WHAT THE TASK ASKS
Give back each line of the listing below that contains the string "InvalidInput".

+---+

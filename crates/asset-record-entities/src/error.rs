//! Error type for `asset-record-entities`.

use thiserror::Error;

use crate::EntityPlatformKind;

#[derive(Debug, Error)]
pub enum Error {
  #[error("store error: {0}")]
  Store(#[from] asset_record_core::Error),

  #[error("unknown entity: {0}")]
  UnknownEntity(String),

  #[error("{platform} entity {unique_id} cannot take a {got} value")]
  WrongValueType {
    unique_id: String,
    platform:  EntityPlatformKind,
    got:       &'static str,
  },

  #[error("value {value} is outside [{min}, {max}]")]
  OutOfRange { value: f64, min: f64, max: f64 },

  #[error("text is {len} characters; the limit is {max}")]
  TooLong { len: usize, max: usize },
}

pub type Result<T, E = Error> = std::result::Result<T, E>;
//! File backend for the Asset Record store.
//!
//! Persists the asset document as a single versioned JSON file. Writes go to
//! a sibling temp file that is then renamed over the target.

mod envelope;
mod store;

pub mod error;

pub use envelope::{STORAGE_KEY, STORAGE_MINOR_VERSION, STORAGE_VERSION};
pub use error::{Error, Result};
pub use store::JsonFileStore;
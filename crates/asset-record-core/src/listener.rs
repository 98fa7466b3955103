//! Change-notification fan-out.
//!
//! Listeners are zero-argument callbacks invoked synchronously after every
//! successful mutation. They are expected to be well-behaved observers: a
//! panicking listener is not caught.

use std::{
  collections::BTreeMap,
  fmt,
  sync::{Arc, Mutex, MutexGuard, PoisonError, Weak},
};

type Listener = Arc<dyn Fn() + Send + Sync>;

#[derive(Default)]
struct Registry {
  last_id:   u64,
  /// Keyed by registration counter, so iteration follows registration order.
  listeners: BTreeMap<u64, Listener>,
}

fn lock(registry: &Mutex<Registry>) -> MutexGuard<'_, Registry> {
  registry.lock().unwrap_or_else(PoisonError::into_inner)
}

/// The set of registered listeners.
#[derive(Clone, Default)]
pub(crate) struct Listeners {
  registry: Arc<Mutex<Registry>>,
}

impl Listeners {
  pub(crate) fn add(
    &self,
    listener: impl Fn() + Send + Sync + 'static,
  ) -> Unsubscribe {
    let mut registry = lock(&self.registry);
    registry.last_id += 1;
    let id = registry.last_id;
    registry.listeners.insert(id, Arc::new(listener));
    Unsubscribe {
      registry: Arc::downgrade(&self.registry),
      id,
    }
  }

  /// Invoke every listener registered at the time of the call.
  ///
  /// The lock is released before any listener runs, so listeners may add or
  /// remove registrations (including their own) while being notified.
  pub(crate) fn notify(&self) {
    let snapshot: Vec<Listener> =
      lock(&self.registry).listeners.values().cloned().collect();
    for listener in snapshot {
      listener();
    }
  }

  pub(crate) fn len(&self) -> usize { lock(&self.registry).listeners.len() }
}

/// Removes one listener registration.
///
/// Calling [`Unsubscribe::unsubscribe`] more than once is a no-op, as is
/// calling it after the store has been dropped. Dropping the handle does
/// *not* unsubscribe.
pub struct Unsubscribe {
  registry: Weak<Mutex<Registry>>,
  id:       u64,
}

impl Unsubscribe {
  pub fn unsubscribe(&self) {
    if let Some(registry) = self.registry.upgrade() {
      lock(&registry).listeners.remove(&self.id);
    }
  }
}

impl fmt::Debug for Unsubscribe {
  fn fmt(&self, f: &mut fmt::Formatter<'_>) -> fmt::Result {
    f.debug_struct("Unsubscribe").field("id", &self.id).finish()
  }
}
//! [`AssetStore`] — the authoritative asset collection.
//!
//! Every mutation runs the same sequence: change the in-memory map, persist
//! the whole document through the [`BlobStore`], then notify listeners. The
//! sequence is serialized by an async mutex, so at most one mutation is in
//! flight. Listeners run after that mutex is released. A failed save is
//! returned to the caller but not rolled back: the in-memory map may be
//! ahead of durable storage until the next good save.

use std::{
  collections::{HashMap, hash_map::Entry},
  sync::{Arc, PoisonError, RwLock, RwLockReadGuard, RwLockWriteGuard},
};

use chrono::Utc;
use tokio::sync::Mutex;
use tracing::{debug, info, warn};

use crate::{
  Asset, AssetsView, BlobStore, Error, Result, Unsubscribe,
  asset::{AssetField, Change, FieldValue, NewAsset},
  datetime::ensure_utc,
  document, id,
  listener::Listeners,
};

type AssetMap = HashMap<String, Asset>;

/// Outcome of [`AssetStore::load`].
#[derive(Debug, Clone, Copy, Default, PartialEq, Eq)]
pub struct LoadReport {
  pub loaded:  usize,
  /// Records dropped because they could not be decoded or repeated an id.
  pub skipped: usize,
}

// ─── Store ───────────────────────────────────────────────────────────────────

/// The in-memory asset collection, its persistence, and its listeners.
///
/// Share it as `Arc<AssetStore<B>>`. Reads never wait on a mutation that is
/// persisting.
pub struct AssetStore<B: BlobStore> {
  backend:   B,
  /// Copy-on-write: views handed out by [`AssetStore::list`] keep the old map.
  assets:    RwLock<Arc<AssetMap>>,
  listeners: Listeners,
  mutation:  Mutex<()>,
}

impl<B: BlobStore> AssetStore<B> {
  /// Create an empty store. Call [`AssetStore::load`] to read persisted data.
  pub fn new(backend: B) -> Self {
    Self {
      backend,
      assets: RwLock::default(),
      listeners: Listeners::default(),
      mutation: Mutex::new(()),
    }
  }

  pub fn backend(&self) -> &B { &self.backend }

  fn read(&self) -> RwLockReadGuard<'_, Arc<AssetMap>> {
    self.assets.read().unwrap_or_else(PoisonError::into_inner)
  }

  fn write(&self) -> RwLockWriteGuard<'_, Arc<AssetMap>> {
    self.assets.write().unwrap_or_else(PoisonError::into_inner)
  }

  // ── Persistence ───────────────────────────────────────────────────────────

  /// Replace the in-memory collection with the persisted one.
  ///
  /// A backend read failure is logged and leaves the store empty. Records
  /// that fail to decode are skipped with a warning. Only a document of the
  /// wrong overall shape is returned as an error
  /// ([`Error::MalformedDocument`]).
  pub async fn load(&self) -> Result<LoadReport> {
    let _guard = self.mutation.lock().await;

    let document = match self.backend.load().await {
      Ok(document) => document,
      Err(e) => {
        warn!(error = %e, "failed to load asset storage; starting with empty data");
        None
      }
    };

    let mut assets = AssetMap::new();
    let mut report = LoadReport::default();

    if let Some(document) = document {
      for record in document::decode(&document)? {
        match record {
          Ok(asset) => match assets.entry(asset.id.clone()) {
            Entry::Vacant(slot) => {
              slot.insert(asset);
              report.loaded += 1;
            }
            Entry::Occupied(_) => {
              warn!(asset_id = %asset.id, "skipping duplicate asset record");
              report.skipped += 1;
            }
          },
          Err(e) => {
            warn!(asset_id = %e.id, error = %e.source, "skipping corrupt asset record");
            report.skipped += 1;
          }
        }
      }
    }

    *self.write() = Arc::new(assets);
    debug!(loaded = report.loaded, skipped = report.skipped, "loaded assets");
    Ok(report)
  }

  async fn save(&self) -> Result<()> {
    let view = self.list();
    let document = document::encode(&view)?;
    self
      .backend
      .save(document)
      .await
      .map_err(|e| Error::Persistence(Box::new(e)))?;
    debug!(count = view.len(), "saved assets");
    Ok(())
  }

  // ── Listeners ─────────────────────────────────────────────────────────────

  /// Register `listener` to run after every successful mutation.
  pub fn add_listener(
    &self,
    listener: impl Fn() + Send + Sync + 'static,
  ) -> Unsubscribe {
    self.listeners.add(listener)
  }

  pub fn listener_count(&self) -> usize { self.listeners.len() }

  // ── Reads ─────────────────────────────────────────────────────────────────

  pub fn get(&self, id: &str) -> Option<Asset> { self.read().get(id).cloned() }

  /// A read-only snapshot of every asset.
  pub fn list(&self) -> AssetsView { AssetsView::new(Arc::clone(&self.read())) }

  pub fn len(&self) -> usize { self.read().len() }

  pub fn is_empty(&self) -> bool { self.read().is_empty() }

  // ── Mutations ─────────────────────────────────────────────────────────────

  /// Create an asset with every field of `input` in one step: one save, one
  /// notification.
  pub async fn create(&self, input: NewAsset) -> Result<Asset> {
    let name = input.name.trim();
    if name.is_empty() {
      return Err(Error::InvalidInput("asset name is required".to_owned()));
    }
    if !input.value.is_finite() {
      return Err(Error::InvalidInput(
        "asset value must be a finite number".to_owned(),
      ));
    }
    let name = name.to_owned();

    let guard = self.mutation.lock().await;

    let asset = {
      let mut assets = self.write();
      let assets = Arc::make_mut(&mut *assets);
      let asset_id = loop {
        let candidate = id::generate();
        if !assets.contains_key(&candidate) {
          break candidate;
        }
      };
      let now = Utc::now();
      let asset = Asset {
        id: asset_id,
        name,
        brand: input.brand,
        category: input.category,
        value: input.value,
        purchase_at: input.purchase_at.map(ensure_utc),
        warranty_until: input.warranty_until.map(ensure_utc),
        manual_md: input.manual_md,
        maintenance_md: input.maintenance_md,
        created_at: now,
        updated_at: now,
      };
      assets.insert(asset.id.clone(), asset.clone());
      asset
    };

    self.save().await?;
    drop(guard);
    self.listeners.notify();
    info!(asset_id = %asset.id, name = %asset.name, "created asset");
    Ok(asset)
  }

  /// Set one field by name.
  ///
  /// Returns `Ok(false)` without touching anything if the asset does not
  /// exist, the field name is unknown, or the value does not fit the field.
  /// The last two are logged as warnings; an unknown asset only at debug.
  pub async fn update(
    &self,
    id: &str,
    field_name: &str,
    value: impl Into<FieldValue>,
  ) -> Result<bool> {
    let Ok(field) = field_name.parse::<AssetField>() else {
      warn!(asset_id = id, field = field_name, "unknown asset field");
      return Ok(false);
    };
    self.update_fields(id, vec![(field, value.into())]).await
  }

  /// Set several fields at once with a single `updated_at` bump, save and
  /// notification.
  ///
  /// Every value is checked before any is applied; one bad value rejects the
  /// whole batch with `Ok(false)`. An empty batch on an existing asset is a
  /// successful no-op.
  pub async fn update_fields(
    &self,
    id: &str,
    changes: Vec<(AssetField, FieldValue)>,
  ) -> Result<bool> {
    let guard = self.mutation.lock().await;

    if !self.read().contains_key(id) {
      debug!(asset_id = id, "update of unknown asset");
      return Ok(false);
    }

    let mut checked = Vec::with_capacity(changes.len());
    for (field, value) in changes {
      match Change::new(field, value) {
        Ok(change) => checked.push(change),
        Err(e) => {
          warn!(asset_id = id, %field, error = %e, "rejected asset update");
          return Ok(false);
        }
      }
    }
    if checked.is_empty() {
      return Ok(true);
    }
    let fields: Vec<AssetField> = checked.iter().map(Change::field).collect();

    {
      let mut assets = self.write();
      let Some(asset) = Arc::make_mut(&mut *assets).get_mut(id) else {
        return Ok(false);
      };
      for change in checked {
        asset.apply(change);
      }
      asset.updated_at = Utc::now().max(asset.created_at);
    }

    self.save().await?;
    drop(guard);
    self.listeners.notify();
    debug!(asset_id = id, ?fields, "updated asset");
    Ok(true)
  }

  /// Remove an asset. Returns `Ok(false)` if it does not exist.
  ///
  /// Representations keyed by the id (devices, entities) are cleaned up by
  /// their owners when they observe the notification.
  pub async fn delete(&self, id: &str) -> Result<bool> {
    let guard = self.mutation.lock().await;

    let removed = {
      let mut assets = self.write();
      if !assets.contains_key(id) {
        return Ok(false);
      }
      Arc::make_mut(&mut *assets).remove(id)
    };
    let Some(asset) = removed else {
      return Ok(false);
    };

    self.save().await?;
    drop(guard);
    self.listeners.notify();
    info!(asset_id = %asset.id, name = %asset.name, "deleted asset");
    Ok(true)
  }
}
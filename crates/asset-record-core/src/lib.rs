//! Core types for Asset Record: the asset model, the datetime normalizer, and
//! the [`AssetStore`] coordinator with its change-notification fan-out.
//!
//! This crate is free of HTTP and file-system dependencies. Durable storage
//! is reached through the [`BlobStore`] trait; `asset-record-store-json`
//! provides the on-disk implementation.

pub mod asset;
pub mod blob;
pub mod datetime;
pub mod document;
pub mod error;
pub mod id;
pub mod listener;
pub mod store;
pub mod view;

pub use asset::{Asset, AssetField, Change, FieldKind, FieldValue, NewAsset};
pub use blob::{BlobStore, MemoryBlobStore};
pub use error::{Error, Result};
pub use listener::Unsubscribe;
pub use store::{AssetStore, LoadReport};
pub use view::AssetsView;

#[cfg(test)]
mod tests;
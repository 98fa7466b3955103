//! Command schemas.
//!
//! Each message is one JSON object with a numeric `id`, a `type`, and the
//! command's own fields. The fields are decoded into a per-command struct
//! that refuses unknown keys; anything the schema rejects is reported as
//! [`ErrorCode::InvalidFormat`](crate::ErrorCode::InvalidFormat).

use asset_record_core::{
  AssetField, FieldValue, NewAsset, datetime::parse_strict, id,
};
use serde::{Deserialize, Deserializer, de::Error as _};
use serde_json::{Map, Value};
use strum::{AsRefStr, Display, EnumString};

use crate::CommandError;

/// Limit for `name`, `brand` and `category`, in characters.
pub const MAX_SHORT_TEXT: usize = 255;
/// Limit for `manual_md` and `maintenance_md`, in characters.
pub const MAX_LONG_TEXT: usize = 65_535;

#[derive(Debug, Clone, Copy, PartialEq, Eq, AsRefStr, Display, EnumString)]
pub enum CommandType {
  #[strum(serialize = "asset_record/list")]
  List,
  #[strum(serialize = "asset_record/create")]
  Create,
  #[strum(serialize = "asset_record/update")]
  Update,
  #[strum(serialize = "asset_record/delete")]
  Delete,
}

impl CommandType {
  /// Whether the command changes state and so needs an admin caller.
  pub fn is_write(self) -> bool { !matches!(self, Self::List) }
}

// ─── Envelope ────────────────────────────────────────────────────────────────

/// A decoded message: its id, its type string, and the remaining fields.
#[derive(Debug)]
pub struct Request {
  pub id:     u64,
  pub kind:   String,
  pub fields: Map<String, Value>,
}

impl Request {
  /// Split a raw frame into its envelope and fields.
  ///
  /// On failure returns the message id if one could be read.
  pub fn parse(frame: &str) -> Result<Self, (Option<u64>, CommandError)> {
    let value: Value = serde_json::from_str(frame).map_err(|e| {
      (None, CommandError::invalid_format(format!("Message incorrectly formatted: {e}")))
    })?;
    let Value::Object(mut fields) = value else {
      return Err((
        None,
        CommandError::invalid_format("Message incorrectly formatted: not an object"),
      ));
    };

    let id = fields.remove("id").and_then(|id| id.as_u64());
    let Some(id) = id else {
      return Err((
        None,
        CommandError::invalid_format("Message incorrectly formatted: missing id"),
      ));
    };
    let Some(Value::String(kind)) = fields.remove("type") else {
      return Err((
        Some(id),
        CommandError::invalid_format("Message incorrectly formatted: missing type"),
      ));
    };

    Ok(Self { id, kind, fields })
  }

  /// Decode the fields into a command's schema struct.
  pub fn decode<T: for<'de> Deserialize<'de>>(self) -> Result<T, CommandError> {
    serde_json::from_value(Value::Object(self.fields)).map_err(|e| {
      CommandError::invalid_format(format!("Message incorrectly formatted: {e}"))
    })
  }
}

// ─── Schemas ─────────────────────────────────────────────────────────────────

#[derive(Debug, Deserialize)]
#[serde(deny_unknown_fields)]
pub struct ListCommand {}

#[derive(Debug, Deserialize)]
#[serde(deny_unknown_fields)]
pub struct CreateCommand {
  pub name:           String,
  #[serde(default)]
  pub brand:          Option<String>,
  #[serde(default)]
  pub category:       Option<String>,
  #[serde(default, deserialize_with = "coerce_f64")]
  pub value:          Option<f64>,
  #[serde(default)]
  pub purchase_at:    Option<String>,
  #[serde(default)]
  pub warranty_until: Option<String>,
  #[serde(default)]
  pub manual_md:      Option<String>,
  #[serde(default)]
  pub maintenance_md: Option<String>,
}

/// Every field but `asset_id` is optional. For the two datetimes, an explicit
/// `null` (outer `Some(None)`) clears the field while omission leaves it.
#[derive(Debug, Deserialize)]
#[serde(deny_unknown_fields)]
pub struct UpdateCommand {
  pub asset_id:       String,
  #[serde(default)]
  pub name:           Option<String>,
  #[serde(default)]
  pub brand:          Option<String>,
  #[serde(default)]
  pub category:       Option<String>,
  #[serde(default, deserialize_with = "coerce_f64")]
  pub value:          Option<f64>,
  #[serde(default, deserialize_with = "present")]
  pub purchase_at:    Option<Option<String>>,
  #[serde(default, deserialize_with = "present")]
  pub warranty_until: Option<Option<String>>,
  #[serde(default)]
  pub manual_md:      Option<String>,
  #[serde(default)]
  pub maintenance_md: Option<String>,
}

#[derive(Debug, Deserialize)]
#[serde(deny_unknown_fields)]
pub struct DeleteCommand {
  pub asset_id: String,
}

/// Accept a number or a numeric string.
fn coerce_f64<'de, D: Deserializer<'de>>(d: D) -> Result<Option<f64>, D::Error> {
  let raw = Value::deserialize(d)?;
  let parsed = match &raw {
    Value::Number(n) => n.as_f64(),
    Value::String(s) => s.trim().parse::<f64>().ok(),
    _ => None,
  };
  parsed
    .filter(|n| n.is_finite())
    .map(Some)
    .ok_or_else(|| D::Error::custom(format!("expected float for `value`, got {raw}")))
}

/// Marks a key as present even when its value is `null`.
fn present<'de, D, T>(d: D) -> Result<Option<T>, D::Error>
where
  D: Deserializer<'de>,
  T: Deserialize<'de>,
{
  T::deserialize(d).map(Some)
}

// ─── Validation ──────────────────────────────────────────────────────────────

fn check_len(
  field: AssetField,
  text: Option<&str>,
  max: usize,
) -> Result<(), CommandError> {
  match text {
    Some(text) if text.chars().count() > max => Err(CommandError::invalid_format(
      format!("length of value must be at most {max} for `{field}`"),
    )),
    _ => Ok(()),
  }
}

fn check_asset_id(asset_id: &str) -> Result<(), CommandError> {
  if id::is_valid(asset_id) {
    Ok(())
  } else {
    Err(CommandError::invalid_format(format!(
      "value {asset_id:?} does not match format for `asset_id`"
    )))
  }
}

fn required_name(name: &str, message: &str) -> Result<String, CommandError> {
  let name = name.trim();
  if name.is_empty() {
    return Err(CommandError::invalid_input(message));
  }
  Ok(name.to_owned())
}

fn timestamp(raw: Option<&str>) -> Result<FieldValue, CommandError> {
  Ok(parse_strict(raw)?.into())
}

impl CreateCommand {
  /// Schema-level limits; failures are `invalid_format`.
  pub fn validate(&self) -> Result<(), CommandError> {
    check_len(AssetField::Name, Some(self.name.as_str()), MAX_SHORT_TEXT)?;
    check_len(AssetField::Brand, self.brand.as_deref(), MAX_SHORT_TEXT)?;
    check_len(AssetField::Category, self.category.as_deref(), MAX_SHORT_TEXT)?;
    check_len(AssetField::ManualMd, self.manual_md.as_deref(), MAX_LONG_TEXT)?;
    check_len(
      AssetField::MaintenanceMd,
      self.maintenance_md.as_deref(),
      MAX_LONG_TEXT,
    )
  }

  /// Build the store input, trimming the name and parsing datetimes.
  pub fn into_new_asset(self) -> Result<NewAsset, CommandError> {
    let name = required_name(&self.name, "Asset name is required")?;
    Ok(NewAsset {
      name,
      brand: self.brand.unwrap_or_default(),
      category: self.category.unwrap_or_default(),
      value: self.value.unwrap_or_default(),
      purchase_at: parse_strict(self.purchase_at.as_deref())?.map(Into::into),
      warranty_until: parse_strict(self.warranty_until.as_deref())?
        .map(Into::into),
      manual_md: self.manual_md.unwrap_or_default(),
      maintenance_md: self.maintenance_md.unwrap_or_default(),
    })
  }
}

impl UpdateCommand {
  pub fn validate(&self) -> Result<(), CommandError> {
    check_asset_id(&self.asset_id)?;
    check_len(AssetField::Name, self.name.as_deref(), MAX_SHORT_TEXT)?;
    check_len(AssetField::Brand, self.brand.as_deref(), MAX_SHORT_TEXT)?;
    check_len(AssetField::Category, self.category.as_deref(), MAX_SHORT_TEXT)?;
    check_len(AssetField::ManualMd, self.manual_md.as_deref(), MAX_LONG_TEXT)?;
    check_len(
      AssetField::MaintenanceMd,
      self.maintenance_md.as_deref(),
      MAX_LONG_TEXT,
    )
  }

  /// The requested changes, in field order. Nothing is applied if any of
  /// them is rejected.
  pub fn changes(&self) -> Result<Vec<(AssetField, FieldValue)>, CommandError> {
    let mut changes = Vec::new();
    if let Some(name) = &self.name {
      let name = required_name(name, "Asset name cannot be empty")?;
      changes.push((AssetField::Name, name.into()));
    }
    if let Some(brand) = &self.brand {
      changes.push((AssetField::Brand, brand.clone().into()));
    }
    if let Some(category) = &self.category {
      changes.push((AssetField::Category, category.clone().into()));
    }
    if let Some(value) = self.value {
      changes.push((AssetField::Value, value.into()));
    }
    if let Some(raw) = &self.purchase_at {
      changes.push((AssetField::PurchaseAt, timestamp(raw.as_deref())?));
    }
    if let Some(raw) = &self.warranty_until {
      changes.push((AssetField::WarrantyUntil, timestamp(raw.as_deref())?));
    }
    if let Some(text) = &self.manual_md {
      changes.push((AssetField::ManualMd, text.clone().into()));
    }
    if let Some(text) = &self.maintenance_md {
      changes.push((AssetField::MaintenanceMd, text.clone().into()));
    }
    Ok(changes)
  }
}

impl DeleteCommand {
  pub fn validate(&self) -> Result<(), CommandError> {
    check_asset_id(&self.asset_id)
  }
}
//! Platform behaviour as the store changes underneath it.

use std::sync::Arc;

use asset_record_core::{
  AssetField, AssetStore, MemoryBlobStore, NewAsset, datetime,
};
use serde_json::{Value, json};

use crate::{
  EntityPlatform, EntityPlatformKind, EntityValue, Error, entity::unique_id,
};

fn store() -> Arc<AssetStore<MemoryBlobStore>> {
  Arc::new(AssetStore::new(MemoryBlobStore::new()))
}

#[tokio::test]
async fn attach_builds_entities_for_existing_assets() {
  let store = store();
  let drill = store.create(NewAsset::new("Drill")).await.unwrap();
  store.create(NewAsset::new("Saw")).await.unwrap();

  let platform = EntityPlatform::attach(&store);

  assert_eq!(platform.device_count(), 2);
  assert_eq!(platform.entity_count(), 14);
  let device = platform.device(&drill.id).unwrap();
  assert_eq!(device.name, "Drill");
  assert_eq!(device.manufacturer, "Asset Record");
  assert_eq!(device.model, "Asset");
}

#[tokio::test]
async fn created_assets_get_entities_once() {
  let store = store();
  let platform = EntityPlatform::attach(&store);

  let tv = store.create(NewAsset::new("TV")).await.unwrap();
  assert_eq!(platform.entity_count(), 7);

  store.update(&tv.id, "brand", "Sony").await.unwrap();
  assert_eq!(platform.entity_count(), 7);

  let brand = platform
    .state(&unique_id(&tv.id, AssetField::Brand))
    .unwrap();
  assert_eq!(brand.state, json!("Sony"));
  assert_eq!(brand.attributes["asset_id"], json!(tv.id));
}

#[tokio::test]
async fn deleting_an_asset_removes_its_device_and_entities() {
  let store = store();
  let platform = EntityPlatform::attach(&store);
  let tv = store.create(NewAsset::new("TV")).await.unwrap();
  let radio = store.create(NewAsset::new("Radio")).await.unwrap();

  store.delete(&tv.id).await.unwrap();

  assert!(platform.device(&tv.id).is_none());
  assert!(platform.device(&radio.id).is_some());
  assert_eq!(platform.entity_count(), 7);
  assert!(platform.states().iter().all(|s| s.device == radio.id));
}

#[tokio::test]
async fn renaming_updates_the_device() {
  let store = store();
  let platform = EntityPlatform::attach(&store);
  let tv = store.create(NewAsset::new("TV")).await.unwrap();

  store.update(&tv.id, "name", "Living room TV").await.unwrap();
  assert_eq!(platform.device(&tv.id).unwrap().name, "Living room TV");
}

#[tokio::test]
async fn multiline_text_is_truncated_with_raw_content() {
  let store = store();
  let manual = "a".repeat(400);
  let asset = store
    .create(NewAsset {
      manual_md: manual.clone(),
      brand: "b".repeat(300),
      ..NewAsset::new("Boiler")
    })
    .await
    .unwrap();
  let platform = EntityPlatform::attach(&store);

  let state = platform
    .state(&unique_id(&asset.id, AssetField::ManualMd))
    .unwrap();
  let shown = state.state.as_str().unwrap();
  assert_eq!(shown.len(), 255);
  assert!(shown.ends_with("..."));
  assert_eq!(state.attributes["raw_content"], json!(manual));

  let brand = platform
    .state(&unique_id(&asset.id, AssetField::Brand))
    .unwrap();
  assert_eq!(brand.state.as_str().unwrap().len(), 255);
  assert!(!brand.attributes.contains_key("raw_content"));
}

#[tokio::test]
async fn datetime_and_number_states() {
  let store = store();
  let asset = store
    .create(NewAsset {
      value: 1299.99,
      purchase_at: datetime::parse("2024-01-15T10:00:00+02:00"),
      ..NewAsset::new("Laptop")
    })
    .await
    .unwrap();
  let platform = EntityPlatform::attach(&store);

  let purchase = platform
    .state(&unique_id(&asset.id, AssetField::PurchaseAt))
    .unwrap();
  assert_eq!(purchase.platform, EntityPlatformKind::Datetime);
  assert_eq!(purchase.state, json!("2024-01-15T08:00:00+00:00"));

  let warranty = platform
    .state(&unique_id(&asset.id, AssetField::WarrantyUntil))
    .unwrap();
  assert_eq!(warranty.state, Value::Null);

  let value = platform
    .state(&unique_id(&asset.id, AssetField::Value))
    .unwrap();
  assert_eq!(value.state, json!(1299.99));
  assert_eq!(value.attributes["mode"], json!("box"));
  assert_eq!(value.attributes["max"], json!(99_999_999.0));
}

#[tokio::test]
async fn set_value_writes_through_to_the_store() {
  let store = store();
  let platform = EntityPlatform::attach(&store);
  let asset = store.create(NewAsset::new("Drill")).await.unwrap();

  let value_id = unique_id(&asset.id, AssetField::Value);
  assert!(
    platform
      .set_value(&value_id, EntityValue::Number(42.5))
      .await
      .unwrap()
  );
  assert_eq!(store.get(&asset.id).unwrap().value, 42.5);
  assert_eq!(platform.state(&value_id).unwrap().state, json!(42.5));

  let warranty_id = unique_id(&asset.id, AssetField::WarrantyUntil);
  let until = datetime::parse_strict(Some("2027-06-30")).unwrap();
  platform
    .set_value(&warranty_id, EntityValue::Datetime(until))
    .await
    .unwrap();
  assert_eq!(store.get(&asset.id).unwrap().warranty_until, until);
}

#[tokio::test]
async fn set_value_enforces_bounds_and_types() {
  let store = store();
  let platform = EntityPlatform::attach(&store);
  let asset = store.create(NewAsset::new("Drill")).await.unwrap();
  let value_id = unique_id(&asset.id, AssetField::Value);

  for bad in [-0.01, 100_000_000.0, f64::NAN] {
    let err = platform
      .set_value(&value_id, EntityValue::Number(bad))
      .await
      .unwrap_err();
    assert!(matches!(err, Error::OutOfRange { .. }));
  }

  let err = platform
    .set_value(&value_id, EntityValue::Text("10".into()))
    .await
    .unwrap_err();
  assert!(matches!(err, Error::WrongValueType { .. }));

  let err = platform
    .set_value("asset_record_nope_value", EntityValue::Number(1.0))
    .await
    .unwrap_err();
  assert!(matches!(err, Error::UnknownEntity(_)));

  assert_eq!(store.get(&asset.id).unwrap().value, 0.0);
}

#[tokio::test]
async fn detach_stops_following_the_store() {
  let store = store();
  let platform = EntityPlatform::attach(&store);
  store.create(NewAsset::new("Drill")).await.unwrap();
  assert_eq!(store.listener_count(), 1);

  platform.detach();
  platform.detach();
  store.create(NewAsset::new("Saw")).await.unwrap();

  assert_eq!(store.listener_count(), 0);
  assert_eq!(platform.entity_count(), 0);
}

#[tokio::test]
async fn remove_asset_hook_can_be_called_directly() {
  let store = store();
  let asset = store.create(NewAsset::new("Drill")).await.unwrap();
  let platform = EntityPlatform::attach(&store);

  assert_eq!(platform.remove_asset(&asset.id), 7);
  assert_eq!(platform.remove_asset(&asset.id), 0);
  assert!(platform.asset_ids().is_empty());
}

+---+

RESPONSE AREA
      return Err(Error::InvalidInput("asset name is required".to_owned()));
      return Err(Error::InvalidInput(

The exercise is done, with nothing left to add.